I got all mine here:
http://www.poihandler.com/members/poidownload.aspx

Dave


----------



## Traveller_HA5_3DOM (May 9, 2005)

Hi Dave 
Looks like a great site. 
Registered but how do you download what you want? 
The POI Friend terms and conditions seem to give them the right to give your details out or sell them to anyone. 
Can you get POIs without this? 
Keith


----------



## DABurleigh (May 9, 2005)

Just follow the drop down menus on the link I gave.

As to registration, I have a freebie email address I quote for much web activity. If spam becomes a problem, I get another. So I don't worry about it.

Dave


----------



## nickoff (Oct 11, 2005)

SidT said:


> Thanks for the link Don.
> I have checked the site and €1.30 seems to be the average at the moment. I am trying to work out the fuel cost for our forthcoming trip to the South of France.
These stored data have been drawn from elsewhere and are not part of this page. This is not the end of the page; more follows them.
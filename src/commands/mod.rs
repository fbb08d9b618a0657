mod validate;

pub use validate::{OutputFormat, validate_command};
//! Shared error utilities

use miette::{NamedSource, SourceSpan};
use std::path::Path;

/// Toggle this to add spaces for iTerm2 clickability
const ADD_SPACES_FOR_ITERM: bool = true;

/// Format a file path for error display
///
/// When ADD_SPACES_FOR_ITERM is true, adds a space before the path
/// to make it clickable in iTerm2.
pub fn format_error_path(path: &Path) -> String {
    let path_str = path.display().to_string();

    if ADD_SPACES_FOR_ITERM {
        format!(" {path_str}")
    } else {
        path_str
    }
}

/// Create a NamedSource with proper formatting for error display
pub fn create_named_source(path: &Path, content: String) -> NamedSource<String> {
    let formatted_path = format_error_path(path);
    NamedSource::new(formatted_path, content)
}

/// Convert a 1-based line/column pair (as reported by serde_json) into a
/// single-character span. Positions past the end clamp to the last byte.
pub fn span_at(content: &str, line: usize, column: usize) -> SourceSpan {
    let mut offset = 0;
    for (index, text) in content.split_inclusive('\n').enumerate() {
        if index + 1 == line {
            let within = column.saturating_sub(1).min(text.len());
            offset += within;
            break;
        }
        offset += text.len();
    }

    let offset = offset.min(content.len());
    let len = usize::from(offset < content.len());
    SourceSpan::new(offset.into(), len)
}

#[cfg(test)]
mod tests {
    use super::*;

    #[test]
    fn test_span_on_second_line() {
        let content = "{\n  \"a\": ,\n}";
        let span = span_at(content, 2, 8);
        assert_eq!(span.offset(), 2 + 7);
        assert_eq!(span.len(), 1);
    }

    #[test]
    fn test_span_past_end_is_empty() {
        let content = "{";
        let span = span_at(content, 1, 2);
        assert_eq!(span.offset(), 1);
        assert_eq!(span.len(), 0);
    }

    #[test]
    fn test_format_error_path() {
        assert_eq!(format_error_path(Path::new("save.json")), " save.json");
    }
}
Anybody there or recently been to France agree that €1.30 is the right sort of figure to work on.
> Cheers Sid


Hi Sid, we got back from the South of France this weekend. The highest price I saw was € 1.55 on the way down 2 weeks ago. On the way back we filled up at one of the supermarkets for € 1.30.
Bit of a difference.

Nick.


----------



## peejay (May 10, 2005)

Don't forget we've got most of the french supermarket poi downloads inc L'Eclerc on MHF. It just needs someone to convert them to tomtom format ....

http://www.motorhomefacts.com/ftopicp-374843.html#374843

pete


----------



## chalky9 (Oct 27, 2006)

SidT said:


> Thanks for that Dave. Can you point me to a download for the Supermarket POI'S.
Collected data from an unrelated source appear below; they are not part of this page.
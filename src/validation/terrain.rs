//! Terrain sizing by physical size in feet.
//!
//! Piece types are inferred from free-text nicknames: the name is
//! normalized, then the catalog's size bands are tried in declaration order
//! and the first band whose key tokens all appear in the name wins. Names
//! that mention a waterway marker are always treated as waterways.

use tracing::debug;

use super::findings::{FindingSet, Severity};
use super::walk::{SceneWalk, nickname_has};
use crate::catalog::{RuleCatalog, TerrainRule};
use crate::models::SceneObject;

/// Lowercase and drop spaces and the word "terrain"
pub fn normalize(nickname: &str) -> String {
    nickname.to_lowercase().replace(' ', "").replace("terrain", "")
}

/// A resolved terrain type together with the base size used to measure it
#[derive(Debug, Clone, Copy)]
pub struct Classification<'c> {
    pub rule: &'c TerrainRule,
    pub base_size: f64,
}

/// Pick the size band for a normalized name
pub fn classify<'c>(normalized: &str, catalog: &'c RuleCatalog) -> Option<Classification<'c>> {
    let terrain = &catalog.terrain;

    let is_waterway = terrain
        .waterway_markers
        .iter()
        .any(|marker| normalized.contains(marker.as_str()));
    if is_waterway {
        return catalog
            .terrain_rule(&terrain.waterway_key)
            .map(|rule| Classification {
                rule,
                base_size: terrain.base_sizes.waterway,
            });
    }

    terrain
        .sizes
        .iter()
        .find(|rule| rule.matches(normalized))
        .map(|rule| Classification {
            rule,
            base_size: terrain.base_sizes.default,
        })
}

/// Size in feet of a piece with the given scale and base size
pub fn physical_size(scale: f64, base_size: f64, catalog: &RuleCatalog) -> f64 {
    scale * base_size / catalog.terrain.units_per_foot
}

#[derive(Debug, Clone, PartialEq)]
pub enum Sizing {
    Correct,
    TooSmall { min: f64 },
    TooLarge { max: f64 },
    /// Unknown type outside the generic sanity range
    Unusual,
}

#[derive(Debug, Clone)]
pub struct TerrainPiece<'a> {
    pub name: &'a str,
    pub scale: f64,
    pub size: f64,
    pub key: Option<&'a str>,
    pub sizing: Sizing,
}

pub fn assess<'a>(obj: &'a SceneObject, catalog: &'a RuleCatalog) -> TerrainPiece<'a> {
    let name = obj.nickname();
    let scale = obj.transform.uniform_scale();
    let normalized = normalize(name);

    match classify(&normalized, catalog) {
        Some(Classification { rule, base_size }) => {
            let size = physical_size(scale, base_size, catalog);
            debug!("'{name}' classified as {} ({size:.2}ft)", rule.key);
            let sizing = if size < rule.min {
                Sizing::TooSmall { min: rule.min }
            } else if size > rule.max {
                Sizing::TooLarge { max: rule.max }
            } else {
                Sizing::Correct
            };
            TerrainPiece {
                name,
                scale,
                size,
                key: Some(rule.key.as_str()),
                sizing,
            }
        }
        None => {
            let size = physical_size(scale, catalog.terrain.base_sizes.default, catalog);
            debug!("'{name}' matches no terrain type ({size:.2}ft)");
            let sizing = if catalog.terrain.generic_range.contains(size) {
                Sizing::Correct
            } else {
                Sizing::Unusual
            };
            TerrainPiece {
                name,
                scale,
                size,
                key: None,
                sizing,
            }
        }
    }
}

pub fn check(walk: SceneWalk<'_>, catalog: &RuleCatalog, findings: &mut FindingSet) {
    let is_terrain = |obj: &&SceneObject| nickname_has(obj, "terrain");
    let candidates: Vec<&SceneObject> = walk
        .top_level_bundles()
        .filter(is_terrain)
        .chain(walk.nested_bundles().filter(is_terrain))
        .collect();

    let mut correct = 0usize;
    let mut too_small = Vec::new();
    let mut too_large = Vec::new();

    for obj in &candidates {
        let piece = assess(obj, catalog);
        match piece.sizing {
            Sizing::Correct => correct += 1,
            Sizing::TooSmall { min } => too_small.push(format!(
                "  - {}: {:.2}ft (scale {:.3}) < min {min:.2}ft",
                piece.name, piece.size, piece.scale
            )),
            Sizing::TooLarge { max } => too_large.push(format!(
                "  - {}: {:.2}ft (scale {:.3}) > max {max:.2}ft",
                piece.name, piece.size, piece.scale
            )),
            Sizing::Unusual => findings.warning(format!(
                "⚠ {}: unusual size {:.2} feet (scale {:.3})",
                piece.name, piece.size, piece.scale
            )),
        }
    }

    findings.info(format!("✓ Total terrain pieces: {}", candidates.len()));
    findings.info(format!("✓ Correctly sized terrain: {correct}"));

    if !too_small.is_empty() {
        findings.push_with_details(
            Severity::Error,
            format!("✗ Terrain pieces TOO SMALL for DBR: {}", too_small.len()),
            too_small,
            catalog.detail_limit,
        );
    }

    if !too_large.is_empty() {
        findings.push_with_details(
            Severity::Error,
            format!("✗ Terrain pieces TOO LARGE for DBR: {}", too_large.len()),
            too_large,
            catalog.detail_limit,
        );
    }
}

#[cfg(test)]
mod tests {
    use super::*;
    use crate::catalog::TerrainRule;
    use crate::defaults::DEFAULT_CATALOG;
    use serde_json::{Value, json};

    fn terrain(nickname: &str, scale: f64) -> Value {
        json!({
            "Name": "Custom_AssetBundle",
            "Nickname": nickname,
            "Transform": {"posX": 0.0, "posY": 1.0, "posZ": 0.0, "scaleX": scale}
        })
    }

    fn run(objects: Vec<Value>) -> FindingSet {
        let objects: Vec<SceneObject> = serde_json::from_value(Value::Array(objects)).unwrap();
        let mut findings = FindingSet::new();
        check(SceneWalk::new(&objects), &DEFAULT_CATALOG, &mut findings);
        findings
    }

    fn key_for(nickname: &str) -> Option<String> {
        classify(&normalize(nickname), &DEFAULT_CATALOG).map(|c| c.rule.key.clone())
    }

    #[test]
    fn test_normalize() {
        assert_eq!(normalize("Wood_Large_Terrain"), "wood_large_");
        assert_eq!(normalize("Gentle Hill Small TERRAIN 2"), "gentlehillsmall2");
    }

    #[test]
    fn test_token_order_within_name_is_irrelevant() {
        assert_eq!(key_for("Small Gentle Hill Terrain").as_deref(), Some("hill_gentle_small"));
        assert_eq!(key_for("Hill_Small_Gentle Terrain").as_deref(), Some("hill_gentle_small"));
        assert_eq!(key_for("Large Rocky Ground").as_deref(), Some("rockyground_large"));
    }

    #[test]
    fn test_first_declared_key_wins() {
        // Matches both bua_small and wood_small; bua is declared first
        assert_eq!(key_for("BUA Wood Small Terrain").as_deref(), Some("bua_small"));

        let mut catalog = DEFAULT_CATALOG.clone();
        catalog.terrain.sizes.insert(
            0,
            TerrainRule {
                key: "wood".to_string(),
                min: 0.1,
                max: 0.2,
                typical: 0.15,
            },
        );
        let classified = classify(&normalize("Wood Small Terrain"), &catalog).unwrap();
        assert_eq!(classified.rule.key, "wood");
    }

    #[test]
    fn test_waterway_override() {
        assert_eq!(key_for("Coastline Hill Gentle Small Terrain").as_deref(), Some("waterway"));
        assert_eq!(key_for("Waterway Terrain").as_deref(), Some("waterway"));
        let classified = classify("coastline", &DEFAULT_CATALOG).unwrap();
        assert_eq!(classified.base_size, DEFAULT_CATALOG.terrain.base_sizes.waterway);
    }

    #[test]
    fn test_unknown_name_unclassified() {
        assert_eq!(key_for("Mystery Terrain"), None);
    }

    #[test]
    fn test_wood_large_too_small() {
        let findings = run(vec![terrain("Wood_Large_Terrain", 0.10)]);
        assert_eq!(
            findings.errors,
            vec![
                "✗ Terrain pieces TOO SMALL for DBR: 1",
                "  - Wood_Large_Terrain: 0.10ft (scale 0.100) < min 1.00ft"
            ]
        );
        assert_eq!(
            findings.info,
            vec!["✓ Total terrain pieces: 1", "✓ Correctly sized terrain: 0"]
        );
    }

    #[test]
    fn test_too_large_and_correct() {
        let findings = run(vec![
            terrain("Pond Terrain", 2.0),
            terrain("Road Terrain", 0.25),
        ]);
        assert_eq!(
            findings.errors,
            vec![
                "✗ Terrain pieces TOO LARGE for DBR: 1",
                "  - Pond Terrain: 2.00ft (scale 2.000) > max 1.50ft"
            ]
        );
        assert_eq!(findings.info[1], "✓ Correctly sized terrain: 1");
    }

    #[test]
    fn test_coastline_sized_as_waterway() {
        let findings = run(vec![terrain("Coastline Terrain", 4.0)]);
        assert!(findings.errors.is_empty());
        assert_eq!(findings.info[1], "✓ Correctly sized terrain: 1");
    }

    #[test]
    fn test_unknown_terrain_generic_range() {
        let findings = run(vec![
            terrain("Mystery Terrain", 0.5),
            terrain("Giant Terrain", 5.0),
        ]);
        assert!(findings.errors.is_empty());
        assert_eq!(
            findings.warnings,
            vec!["⚠ Giant Terrain: unusual size 5.00 feet (scale 5.000)"]
        );
        assert_eq!(findings.info[1], "✓ Correctly sized terrain: 1");
    }

    #[test]
    fn test_bagged_terrain_is_collected() {
        let findings = run(vec![
            terrain("Lake Terrain", 2.0),
            json!({"Name": "Bag", "ContainedObjects": [
                terrain("Marsh Medium Terrain", 1.0),
                terrain("Not a piece", 9.0),
                {"Name": "Custom_Model", "Nickname": "Ford Terrain"}
            ]}),
        ]);
        assert_eq!(findings.info[0], "✓ Total terrain pieces: 2");
        assert_eq!(findings.info[1], "✓ Correctly sized terrain: 2");
    }

    #[test]
    fn test_details_capped_at_five() {
        let objects = (0..6).map(|i| terrain(&format!("Lake {i} Terrain"), 0.1)).collect();
        let findings = run(objects);
        assert_eq!(findings.errors.len(), 6);
        assert_eq!(findings.errors[0], "✗ Terrain pieces TOO SMALL for DBR: 6");
    }
}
You can download some of them from Tom Tom if you have 'Tom Tom Home' - Auchan, Intermarche for example.


----------



## Carper (Aug 15, 2007)

SidT said:


> Thanks for the link Don.
> I have checked the site and €1.30 seems to be the average at the moment. I am trying to work out the fuel cost for our forthcoming trip to the South of France. Anybody there or recently been to France agree that €1.30 is the right sort of figure to work on.
> Cheers Sid


Hi Sid

We are near Geneva on the French side at the moment. We have been in France now for about a month, and the cheapest we have seen is at the supermarkets @ 1.35. Though i sometime don't bother with the supermarket fuel stations, as the 2.9m height barriers and the tight exits put me off

We have noticed that the price is starting to come down over the last week or so

Hope this helps

Bon Voyage

Doug


----------



## SidT (May 9, 2005)

Thanks Doug. Thats not a bad carp, where did you catch it ?

Cheers Sid


----------



## SidT (May 9, 2005)

Thanks guys for your help.
Cheers Sid


----------



## pippin (Nov 15, 2007)

*LPG/GPL/AUTOGAS*

Just been looking at the price of gas to fill up the Gaslow.
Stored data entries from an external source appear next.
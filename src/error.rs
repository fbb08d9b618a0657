//! Load-phase errors. Rule violations are findings, not errors.

use miette::{Diagnostic, NamedSource, SourceSpan};
use std::path::Path;
use thiserror::Error;

#[derive(Error, Debug, Diagnostic)]
pub enum LoadError {
    #[error("Save file not found: {path}")]
    #[diagnostic(code(savecheck::not_found))]
    NotFound { path: String },

    #[error("Failed to read save file {path}: {source}")]
    #[diagnostic(code(savecheck::unreadable))]
    Unreadable {
        path: String,
        #[source]
        source: std::io::Error,
    },

    #[error("Invalid JSON: {message}")]
    #[diagnostic(code(savecheck::malformed))]
    Malformed {
        #[source_code]
        src: NamedSource<String>,
        #[label("here")]
        span: SourceSpan,
        message: String,
    },
}

impl LoadError {
    pub fn malformed(path: &Path, content: String, error: &serde_json::Error) -> Self {
        let span = crate::error_utils::span_at(&content, error.line(), error.column());
        Self::Malformed {
            src: crate::error_utils::create_named_source(path, content),
            span,
            message: error.to_string(),
        }
    }

    /// Text recorded in the error list when loading fails
    pub fn finding(&self) -> String {
        format!("✗ {self}")
    }
}
use clap::Parser;
use clap::error::ErrorKind;
use std::path::PathBuf;
use std::process::ExitCode;

mod commands;

use commands::{OutputFormat, validate_command};

#[derive(Parser)]
#[command(
    name = "savecheck",
    about = "Checks a Tabletop Simulator save file against DBR table, scale and terrain rules",
    version,
    author,
    long_about = None
)]
struct Cli {
    /// Path to the Tabletop Simulator save file (.json)
    save_file: PathBuf,

    /// YAML rule catalog to use instead of the built-in one
    #[arg(long, value_name = "PATH")]
    catalog: Option<PathBuf>,

    /// Print findings as JSON instead of the colored report
    #[arg(long)]
    json: bool,

    /// Disable colored output
    #[arg(long)]
    no_color: bool,

    /// Enable verbose output (use -vv for debug output)
    #[arg(short, long, action = clap::ArgAction::Count)]
    verbose: u8,
}

fn main() -> ExitCode {
    let cli = match Cli::try_parse() {
        Ok(cli) => cli,
        Err(e) if matches!(e.kind(), ErrorKind::DisplayHelp | ErrorKind::DisplayVersion) => {
            e.exit()
        }
        Err(e) => {
            // Usage errors share the failure status with failed validations
            let _ = e.print();
            return ExitCode::FAILURE;
        }
    };

    // Initialize logging based on verbose flag
    init_logging(cli.verbose);

    if cli.no_color || cli.json {
        colored::control::set_override(false);
    }

    let format = if cli.json {
        OutputFormat::Json
    } else {
        OutputFormat::Text
    };

    match validate_command(&cli.save_file, cli.catalog.as_deref(), format) {
        Ok(true) => ExitCode::SUCCESS,
        Ok(false) => ExitCode::FAILURE,
        Err(e) => {
            eprintln!("Error: {e:#}");
            ExitCode::FAILURE
        }
    }
}

fn init_logging(verbose: u8) {
    use tracing_subscriber::EnvFilter;

    let filter = match verbose {
        0 => EnvFilter::new("savecheck=warn"), // Default: warnings and errors only
        1 => EnvFilter::new("savecheck=info"), // -v: info messages
        _ => EnvFilter::new("savecheck=debug"), // -vv or more: full debug
    };

    tracing_subscriber::fmt()
        .with_env_filter(filter)
        .with_writer(std::io::stderr)
        .with_target(false)
        .without_time()
        .init();
}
Our nearest garage sells Autogas for £0.63 pence per litre.

The average in France seems to be €0.75 cents per litre.

Any idea if it is worth waiting until we pass through Luxembourg before we fill up?


----------



## Carper (Aug 15, 2007)

SidT said:


> Thanks Doug. Thats not a bad carp, where did you catch it ?
> 
> Cheers Sid


Hi Sid

France last year, at Maison du Lac Bleu. It was only a tiddler at 41lb....and was the only fish i had all week. Year before i had 11 fish from 38 to 54lb

We are now at a site in Nancy, and the cheapest diesel we have seen is 1.33. I got some though had to shuffle the Hymer past the pay booth, thought i would scrape the back at one point.....still, saved myself 5 euro on a tankful.....don't think i will bother the supermarkets any more. The newer the supermarket, the tighter the exits are :roll:

PS...did you know about Jock and his naturist side, which i'm not supposed to mention??

Doug


----------